At first Orlah and Ruth tried to manage the business, hiring in necessary skills. Slowly orders dried up as it seemed with the death death of the founders the good name was gone, The hired hands, with no stake in the business, were never as conscientious as Elek, Keilijan and Mahary.

To make matters worse, there had been a referendum in the United Kingdom and Nadzia’s adopted home had voted to leave the European Union. She had been in the UK many years and had even applied for and acquired a British citizenship, but after the vote to leave, Brexit as it was being called, Nadzia began to detect an undercurrent of if not hostility, certainly some unfriendliness, where there had been none before.

Nadzia resolved to return to Poland, though it grieved her to leave her daughters-in-law, the only remaining connection to her dead family. With Ruth and Orlah she set about winding up the business and distributing its assets between herself and the two girls. There wasn’t much to share out after settling some outstanding business loans. Terminating the mortgages on their homes, brought in a little extra, from the accumulated equity.
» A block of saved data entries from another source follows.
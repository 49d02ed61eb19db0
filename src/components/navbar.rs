//! Navbar Component
//!
//! Top bar with the store name and the logout entry point.

use leptos::prelude::*;

use crate::context::AppContext;

#[component]
pub fn Navbar(#[prop(into)] on_logout_request: Callback<()>) -> impl IntoView {
    let ctx = expect_context::<AppContext>();

    let nama_toko = move || {
        ctx.session
            .with(|s| s.as_ref().map(|s| s.user.nama_toko.clone()))
            .unwrap_or_default()
    };

    view! {
        <nav class="navbar">
            <div class="navbar-brand">"VENTO GUDANG"</div>
            <div class="navbar-right">
                <span class="store-name">{nama_toko}</span>
                <button class="logout-btn" on:click=move |_| on_logout_request.run(())>
                    "Keluar"
                </button>
            </div>
        </nav>
    }
}
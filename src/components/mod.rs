//! UI Components
//!
//! Leptos components for the login screen and dashboard.

mod activity_log;
mod confirm_modal;
mod filter_bar;
mod item_form;
mod item_table;
mod login_screen;
mod navbar;
mod stat_cards;
mod toaster;

pub use activity_log::ActivityLog;
pub use confirm_modal::ConfirmModal;
pub use filter_bar::FilterBar;
pub use item_form::ItemFormPanel;
pub use item_table::ItemTable;
pub use login_screen::LoginScreen;
pub use navbar::Navbar;
pub use stat_cards::StatCards;
pub use toaster::Toaster;
pub mod assets;
pub mod health;
pub mod thumbnail_upload;
pub mod video_upload;
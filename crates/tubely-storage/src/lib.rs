//! Tubely Storage Library
//!
//! This crate provides the `Storage` trait and its three interchangeable
//! variants: local filesystem, in-process memory table, and S3.
//!
//! # Locator format
//!
//! - **Local**: `<name>.<ext>`, a flat file directly under the assets root.
//! - **Memory**: `{kind}/{record_id}`, e.g. `thumbnails/6f1c...`. One entry per
//!   record per asset kind; re-upload overwrites.
//! - **S3**: `[prefix]<name>.<ext>`, where the prefix is the video geometry
//!   bucket (`landscape/`, `portrait/`, `other/`).
//!
//! `<name>` is 32 random bytes, base64url-encoded without padding. Naming is
//! centralized in the `keys` module.

pub mod factory;
pub mod keys;
#[cfg(feature = "storage-local")]
pub mod local;
pub mod memory;
#[cfg(feature = "storage-s3")]
pub mod s3;
pub mod traits;

// Re-export commonly used types
pub use factory::create_storage;
#[cfg(feature = "storage-local")]
pub use local::LocalStorage;
pub use memory::MemoryStorage;
#[cfg(feature = "storage-s3")]
pub use s3::S3Storage;
pub use traits::{
    ByteStream, Payload, Storage, StorageError, StorageResult, StoreRequest, StoredAsset,
    StoredObject,
};
pub use tubely_core::StorageBackend;
//! Tubely Core Library
//!
//! This crate provides the domain models, error types, and configuration
//! shared by the storage, processing, database, and API crates.

pub mod config;
pub mod constants;
pub mod error;
pub mod models;
pub mod storage_types;

// Re-export commonly used types
pub use config::{BaseConfig, Config, LogFormat, UploadConfig};
pub use error::{AppError, ErrorMetadata, LogLevel};
pub use models::{AssetKind, Video};
pub use storage_types::StorageBackend;
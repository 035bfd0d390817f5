//! Test helpers: build AppState and router for integration tests.
//!
//! Everything runs in process: records live in `InMemoryVideoStore`, the
//! prober is a fake, and the S3 variant is backed by `object_store`'s
//! `InMemory`. No Docker or ffprobe required.

#![allow(dead_code)]

pub mod auth;
pub mod fixtures;

use axum_test::TestServer;
use futures::StreamExt;
use object_store::memory::InMemory;
use std::path::Path;
use std::sync::Arc;
use tempfile::TempDir;
use tubely_api::auth::JwtValidator;
use tubely_api::setup::routes;
use tubely_api::state::{AppState, MediaState, RecordState, SecurityState, UploadLimits};
use tubely_core::constants::{BYTES_PER_MB, MAX_THUMBNAIL_SIZE_MB, MAX_VIDEO_SIZE_MB};
use tubely_core::{BaseConfig, Config, LogFormat, StorageBackend, UploadConfig, Video};
use tubely_db::{InMemoryVideoStore, VideoStore};
use tubely_processing::GeometryClassifier;
use tubely_storage::{LocalStorage, MemoryStorage, S3Storage, Storage};
use uuid::Uuid;

pub use fixtures::{FailingStorage, FailingUpdates, FakeProber};

pub const PUBLIC_BASE_URL: &str = "http://localhost:8091";
pub const TEST_BUCKET: &str = "tubely-test";
pub const TEST_REGION: &str = "us-east-1";

/// Public URL prefix of objects in the fake S3 bucket.
pub fn s3_url_prefix() -> String {
    format!("https://{}.s3.{}.amazonaws.com/", TEST_BUCKET, TEST_REGION)
}

/// Test application: server plus handles on every injected collaborator.
pub struct TestApp {
    pub server: TestServer,
    pub videos: Arc<InMemoryVideoStore>,
    pub storage: Arc<dyn Storage>,
    pub prober: Arc<FakeProber>,
    pub assets_dir: TempDir,
    pub staging_dir: TempDir,
}

impl TestApp {
    pub fn builder() -> TestAppBuilder {
        TestAppBuilder::default()
    }

    pub fn client(&self) -> &TestServer {
        &self.server
    }

    /// Insert a record owned by `owner` and return it.
    pub async fn seed_video(&self, owner: Uuid) -> Video {
        let video = Video::new(owner, "Boots", "A video about boots");
        self.videos.insert(video.clone()).await;
        video
    }

    pub async fn fetch_video(&self, id: Uuid) -> Video {
        self.videos
            .get_video(id)
            .await
            .expect("record store failed")
            .expect("record disappeared")
    }

    /// Visible files under the assets root (sidecars and partials excluded).
    pub fn assets_files(&self) -> Vec<String> {
        dir_entries(self.assets_dir.path())
            .into_iter()
            .filter(|name| !name.starts_with('.'))
            .collect()
    }

    /// Content type and bytes of a stored asset, read back through the backend.
    pub async fn read_stored(&self, locator: &str) -> (String, Vec<u8>) {
        let (content_type, mut stream) = self
            .storage
            .download_stream(locator)
            .await
            .expect("stored asset should be readable");
        let mut data = Vec::new();
        while let Some(chunk) = stream.next().await {
            data.extend_from_slice(&chunk.expect("Failed to read asset chunk"));
        }
        (content_type, data)
    }

    pub fn staging_files(&self) -> Vec<String> {
        dir_entries(self.staging_dir.path())
    }
}

fn dir_entries(dir: &Path) -> Vec<String> {
    let mut names: Vec<String> = std::fs::read_dir(dir)
        .expect("Failed to read directory")
        .map(|entry| {
            entry
                .expect("Failed to read directory entry")
                .file_name()
                .to_string_lossy()
                .into_owned()
        })
        .collect();
    names.sort();
    names
}

pub struct TestAppBuilder {
    backend: StorageBackend,
    prober: FakeProber,
    max_thumbnail_bytes: u64,
    max_video_bytes: u64,
    videos: Option<Arc<InMemoryVideoStore>>,
    storage: Option<Arc<dyn Storage>>,
    failing_record_updates: bool,
}

impl Default for TestAppBuilder {
    fn default() -> Self {
        Self {
            backend: StorageBackend::Local,
            prober: FakeProber::dimensions(1280, 720),
            max_thumbnail_bytes: MAX_THUMBNAIL_SIZE_MB * BYTES_PER_MB,
            max_video_bytes: MAX_VIDEO_SIZE_MB * BYTES_PER_MB,
            videos: None,
            storage: None,
            failing_record_updates: false,
        }
    }
}

impl TestAppBuilder {
    pub fn backend(mut self, backend: StorageBackend) -> Self {
        self.backend = backend;
        self
    }

    pub fn prober(mut self, prober: FakeProber) -> Self {
        self.prober = prober;
        self
    }

    pub fn max_thumbnail_bytes(mut self, limit: u64) -> Self {
        self.max_thumbnail_bytes = limit;
        self
    }

    pub fn max_video_bytes(mut self, limit: u64) -> Self {
        self.max_video_bytes = limit;
        self
    }

    /// Share a record store the test already holds (e.g. with a prober).
    pub fn videos(mut self, videos: Arc<InMemoryVideoStore>) -> Self {
        self.videos = Some(videos);
        self
    }

    /// Replace the backend picked by `backend()`.
    pub fn storage(mut self, storage: Arc<dyn Storage>) -> Self {
        self.storage = Some(storage);
        self
    }

    /// Reads work, every URL write fails.
    pub fn failing_record_updates(mut self) -> Self {
        self.failing_record_updates = true;
        self
    }

    pub async fn build(self) -> TestApp {
        let assets_dir = TempDir::new().expect("Failed to create assets dir");
        let staging_dir = TempDir::new().expect("Failed to create staging dir");

        let config = Config(Box::new(UploadConfig {
            base: BaseConfig {
                server_port: 8091,
                environment: "test".to_string(),
                cors_origins: vec!["*".to_string()],
                jwt_secret: auth::TEST_JWT_SECRET.to_string(),
                db_max_connections: 5,
                db_timeout_seconds: 30,
                log_format: LogFormat::Compact,
            },
            database_url: None,
            storage_backend: self.backend,
            assets_root: assets_dir.path().to_path_buf(),
            public_base_url: PUBLIC_BASE_URL.to_string(),
            s3_bucket: Some(TEST_BUCKET.to_string()),
            s3_region: Some(TEST_REGION.to_string()),
            s3_endpoint: None,
            aws_region: None,
            max_thumbnail_size_bytes: self.max_thumbnail_bytes,
            max_video_size_bytes: self.max_video_bytes,
            ffprobe_path: "ffprobe".to_string(),
            probe_timeout_secs: 5,
            staging_dir: Some(staging_dir.path().to_path_buf()),
        }));

        let storage: Arc<dyn Storage> = match (self.storage, self.backend) {
            (Some(storage), _) => storage,
            (None, StorageBackend::Local) => Arc::new(
                LocalStorage::new(config.assets_root(), config.assets_base_url())
                    .await
                    .expect("Failed to create local storage"),
            ),
            (None, StorageBackend::Memory) => {
                Arc::new(MemoryStorage::new(config.public_base_url()))
            }
            (None, StorageBackend::S3) => Arc::new(S3Storage::with_store(
                Arc::new(InMemory::new()),
                TEST_BUCKET.to_string(),
                TEST_REGION.to_string(),
                None,
            )),
        };

        let videos = self
            .videos
            .unwrap_or_else(|| Arc::new(InMemoryVideoStore::new()));
        let record_store: Arc<dyn VideoStore> = if self.failing_record_updates {
            Arc::new(FailingUpdates::new(videos.clone()))
        } else {
            videos.clone()
        };
        let prober = Arc::new(self.prober);

        let state = Arc::new(AppState {
            records: RecordState {
                videos: record_store,
            },
            media: MediaState {
                storage: storage.clone(),
                classifier: GeometryClassifier::new(prober.clone()),
                limits: UploadLimits {
                    max_thumbnail_bytes: config.max_thumbnail_size_bytes(),
                    max_video_bytes: config.max_video_size_bytes(),
                },
                staging_dir: config.staging_dir().map(|p| p.to_path_buf()),
            },
            security: SecurityState {
                credentials: Arc::new(JwtValidator::new(config.jwt_secret())),
            },
        });

        let app = routes::setup_routes(&config, state).expect("Failed to build routes");
        let server =
            TestServer::new(app.into_make_service()).expect("Failed to create test server");

        TestApp {
            server,
            videos,
            storage,
            prober,
            assets_dir,
            staging_dir,
        }
    }
}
There wasn’t much money but Nadzia thought she had enough to return to Wroclaw, where she hoped she could find work before the money she had set aside to rent a small home ran out. The only thing left to do now before she packed up and left for Poland, was to tell Ruth and Orlah.

When Nadzia explained to Orlah and Ruth her intentions, Orlah decided almost immediately that she would go back to live with her family in Ireland. Ruth seemed unsure what to do for the best and withdrew into herself, while she considered her situation.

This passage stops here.